◆ WHAT NEEDS TO BE DONE:
Only the number is wanted: tally the lines below that contain the word "contains".

Dataset excerpts:

//! Content-addressable object database
//!
//! Objects are framed (`<kind> <len>\0<payload>`), hashed, zlib-compressed and
//! written once under `objects/<2 hex>/<38 hex>`. Writes go through a temp file
//! and a rename so a half-written object is never visible under its final name.
//! An existing object is never rewritten: identical content means identical ID.

use crate::artifacts::objects::blob::Blob;
use crate::artifacts::objects::commit::Commit;
use crate::artifacts::objects::object::{Object, ObjectBox, Unpackable, hash_object};
use crate::artifacts::objects::object_id::ObjectId;
use crate::artifacts::objects::object_type::ObjectType;
use crate::artifacts::objects::tree::Tree;
use crate::errors::{Error, IoContext, Result};
use bytes::Bytes;
use fake::rand;
use std::io::{Cursor, Read, Write};
use std::path::{Path, PathBuf};

/// A decoded object: its kind and raw payload
#[derive(Debug, Clone, PartialEq, Eq)]
pub struct RawObject {
    pub kind: ObjectType,
    pub payload: Bytes,
}

#[derive(Debug)]
pub struct Database {
    path: Box<Path>,
}

impl Database {
    /// Open the object store
    ///
    /// # Arguments
    ///
    /// * `path` - The objects directory (typically `.kit/objects`)
    pub fn new(path: Box<Path>) -> Self {
        Database { path }
    }

    /// Store `(kind, payload)` and return its OID
    ///
    /// A no-op when the object already exists.
    ///
    /// # Arguments
    ///
    /// * `kind` - Object type written into the header
    /// * `payload` - Serialized object body, without the header
    ///
    /// # Returns
    ///
    /// The SHA-1 of the framed object, which is also where it is stored
    pub fn put(&self, kind: ObjectType, payload: &[u8]) -> Result<ObjectId> {
        let oid = hash_object(kind, payload)?;
        let object_path = self.path.join(oid.to_path());

        if object_path.exists() {
            tracing::trace!(%oid, %kind, "object already stored");
            return Ok(oid);
        }

        let object_dir = object_path
            .parent()
            .ok_or_else(|| Error::InvalidObject(format!("invalid object path {oid}")))?;
        std::fs::create_dir_all(object_dir).at(object_dir)?;

        self.write_object(&object_path, &kind.frame(payload))?;
        tracing::debug!(%oid, %kind, size = payload.len(), "stored object");

        Ok(oid)
    }

    /// Store a typed object
    pub fn store(&self, object: &impl Object) -> Result<ObjectId> {
        self.put(object.object_type(), &object.serialize()?)
    }

    /// Load an object whole
    ///
    /// # Arguments
    ///
    /// * `oid` - The full object ID to read
    ///
    /// # Errors
    ///
    /// `ObjectNotFound` when nothing is stored under `oid`, `InvalidObject`
    /// when the stored bytes do not decompress to a well-formed object.
    pub fn get(&self, oid: &ObjectId) -> Result<RawObject> {
        let framed = self.read_framed(oid)?;
        let mut reader = Cursor::new(framed);

        let (kind, size) = ObjectType::parse_header(&mut reader)?;
        let start = reader.position() as usize;
        let framed = reader.into_inner();
        let payload = framed.slice(start..);

        if payload.len() != size {
            return Err(Error::InvalidObject(format!(
                "object {oid} declares {size} bytes but holds {}",
                payload.len()
            )));
        }

        Ok(RawObject { kind, payload })
    }

    pub fn contains(&self, oid: &ObjectId) -> bool {
        self.path.join(oid.to_path()).is_file()
    }

    pub fn parse_object(&self, oid: &ObjectId) -> Result<ObjectBox> {
        let raw = self.get(oid)?;

        match raw.kind {
            ObjectType::Blob => Ok(ObjectBox::Blob(Box::new(Blob::deserialize(&raw.payload)?))),
            ObjectType::Tree => Ok(ObjectBox::Tree(Box::new(Tree::deserialize(&raw.payload)?))),
            ObjectType::Commit => Ok(ObjectBox::Commit(Box::new(Commit::deserialize(
                &raw.payload,
            )?))),
        }
    }

    pub fn load_blob(&self, oid: &ObjectId) -> Result<Blob> {
        let raw = self.get_expecting(oid, ObjectType::Blob)?;
        Blob::deserialize(&raw.payload)
    }

    pub fn load_tree(&self, oid: &ObjectId) -> Result<Tree> {
        let raw = self.get_expecting(oid, ObjectType::Tree)?;
        Tree::deserialize(&raw.payload)
    }

    /// Load and decode a commit
    ///
    /// # Errors
    ///
    /// `UnexpectedObjectType` when `oid` names a blob or a tree.
    pub fn load_commit(&self, oid: &ObjectId) -> Result<Commit> {
        let raw = self.get_expecting(oid, ObjectType::Commit)?;
        Commit::deserialize(&raw.payload)
    }

    /// Get the type of a stored object
    ///
    /// # Arguments
    ///
    /// * `oid` - The full object ID to check
    ///
    /// # Returns
    ///
    /// The type from the object's header: blob, tree or commit
    pub fn get_object_type(&self, oid: &ObjectId) -> Result<ObjectType> {
        Ok(self.get(oid)?.kind)
    }

    fn get_expecting(&self, oid: &ObjectId, expected: ObjectType) -> Result<RawObject> {
        let raw = self.get(oid)?;

        if raw.kind != expected {
            return Err(Error::UnexpectedObjectType {
                oid: oid.clone(),
                expected,
                actual: raw.kind,
            });
        }

        Ok(raw)
    }

    /// Copy an object's stored bytes into another database unless it is there already
    ///
    /// Returns whether anything was copied.
    pub fn copy_object_to(&self, oid: &ObjectId, other: &Database) -> Result<bool> {
        if other.contains(oid) {
            return Ok(false);
        }

        let source = self.path.join(oid.to_path());
        if !source.is_file() {
            return Err(Error::ObjectNotFound(oid.clone()));
        }

        let target = other.path.join(oid.to_path());
        if let Some(parent) = target.parent() {
            std::fs::create_dir_all(parent).at(parent)?;
        }

        let compressed = std::fs::read(&source).at(&source)?;
        other.write_compressed(&target, &compressed)?;
        tracing::debug!(%oid, to = %other.path.display(), "copied object");

        Ok(true)
    }

    /// Find all objects whose OID starts with the given prefix.
    ///
    /// Used to resolve abbreviated OIDs.
    ///
    /// # Arguments
    ///
    /// * `prefix` - A hexadecimal string prefix (e.g., "abc", "a1b2c3")
    ///
    /// # Returns
    ///
    /// Every matching ObjectId, sorted. More than one match means the prefix is
    /// ambiguous; the caller decides what to do about it.
    pub fn find_objects_by_prefix(&self, prefix: &str) -> Result<Vec<ObjectId>> {
        let prefix = prefix.to_ascii_lowercase();
        let mut matches = Vec::new();

        if prefix.len() < 2 {
            return Ok(matches);
        }

        let (dir_name, file_prefix) = prefix.split_at(2);
        let dir_path = self.path.join(dir_name);

        if !dir_path.is_dir() {
            return Ok(matches);
        }

        for entry in std::fs::read_dir(&dir_path).at(&dir_path)? {
            let entry = entry.at(&dir_path)?;
            let file_name = entry.file_name();
            let file_name = file_name.to_string_lossy();

            if file_name.starts_with(file_prefix)
                && let Ok(oid) = ObjectId::try_parse(format!("{dir_name}{file_name}"))
            {
                matches.push(oid);
            }
        }
        matches.sort();

        Ok(matches)
    }

    fn read_framed(&self, oid: &ObjectId) -> Result<Bytes> {
        let object_path = self.path.join(oid.to_path());

        let compressed = match std::fs::read(&object_path) {
            Ok(content) => content,
            Err(e) if e.kind() == std::io::ErrorKind::NotFound => {
                return Err(Error::ObjectNotFound(oid.clone()));
            }
            Err(e) => return Err(Error::io(object_path, e)),
        };

        Self::decompress(&compressed).at(object_path)
    }

    fn write_object(&self, object_path: &Path, framed: &[u8]) -> Result<()> {
        let compressed = Self::compress(framed).at(object_path)?;
        self.write_compressed(object_path, &compressed)
    }

    fn write_compressed(&self, object_path: &Path, compressed: &[u8]) -> Result<()> {
        let object_dir = object_path
            .parent()
            .ok_or_else(|| Error::InvalidObject(format!("invalid object path {}", object_path.display())))?;
        let temp_object_path = object_dir.join(Self::generate_temp_name());

        let mut file = std::fs::OpenOptions::new()
            .write(true)
            .create_new(true)
            .open(&temp_object_path)
            .at(&temp_object_path)?;
        file.write_all(compressed).at(&temp_object_path)?;

        // rename the temp file onto the object path to make it atomic
        std::fs::rename(&temp_object_path, object_path).at(object_path)?;

        Ok(())
    }

    fn compress(data: &[u8]) -> std::io::Result<Vec<u8>> {
        let mut encoder =
            flate2::write::ZlibEncoder::new(Vec::new(), flate2::Compression::default());
        encoder.write_all(data)?;
        encoder.finish()
    }

    fn decompress(data: &[u8]) -> std::io::Result<Bytes> {
        let mut decoder = flate2::read::ZlibDecoder::new(data);
        let mut decompressed = Vec::new();
        decoder.read_to_end(&mut decompressed)?;

        Ok(decompressed.into())
    }

    fn generate_temp_name() -> String {
        format!("tmp-obj-{}", rand::random::<u32>())
    }

    /// Number of loose objects on disk
    pub fn count_objects(&self) -> Result<usize> {
        let mut count = 0;
        for entry in walkdir::WalkDir::new(&self.path).min_depth(2).max_depth(2) {
            let entry = entry.map_err(|e| {
                let path = e.path().map(PathBuf::from).unwrap_or_default();
                Error::io(path, std::io::Error::other(e.to_string()))
            })?;
            if entry.file_type().is_file() {
                count += 1;
            }
        }

        Ok(count)
    }
}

◆ RESULT OF THE TASK:
2